//! Calibrate command.

use anyhow::{Result, bail};
use clap::Args;
use serde::Serialize;
use visage_recognize::{Calibration, calibrate_threshold, pair_distances};

use super::{load_labeled, output_result, print_success};
use crate::Cli;
use crate::config::{config_path, load_config};

/// Derive a threshold from labeled embeddings for a target false-accept
/// rate.
#[derive(Args)]
pub struct CalibrateCommand {
    /// Labeled input file (YAML or JSON)
    #[arg(short = 'f', long = "file")]
    file: String,

    /// Target false-accept rate, in [0, 1]
    #[arg(long, default_value_t = 0.001)]
    far: f32,

    /// Store the threshold in the config file
    #[arg(long)]
    write: bool,
}

#[derive(Serialize)]
struct Report {
    genuine_pairs: usize,
    impostor_pairs: usize,
    #[serde(flatten)]
    calibration: Calibration,
}

impl CalibrateCommand {
    pub fn run(&self, cli: &Cli) -> Result<()> {
        let mut cfg = load_config(cli)?;
        let (labels, embeddings) = load_labeled(&self.file)?;
        if labels.is_empty() {
            bail!("{} contains no embeddings", self.file);
        }

        let (genuine, impostor) = pair_distances(&embeddings, &labels, cfg.metric)?;
        let calibration = calibrate_threshold(&genuine, &impostor, self.far)?;
        output_result(
            &Report {
                genuine_pairs: genuine.len(),
                impostor_pairs: impostor.len(),
                calibration,
            },
            cli.output.as_deref(),
            cli.json,
        )?;

        if self.write {
            let path = config_path(cli)?;
            cfg.threshold = calibration.threshold;
            cfg.save_file(&path)?;
            print_success(&format!(
                "threshold {} written to {}",
                calibration.threshold,
                path.display()
            ));
        }
        Ok(())
    }
}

## What the task asks:
Each line that contains the string "embeddings" should be copied from the data above.

## Written response:
/// Derive a threshold from labeled embeddings for a target false-accept
        let (labels, embeddings) = load_labeled(&self.file)?;
            bail!("{} contains no embeddings", self.file);
        let (genuine, impostor) = pair_distances(&embeddings, &labels, cfg.metric)?;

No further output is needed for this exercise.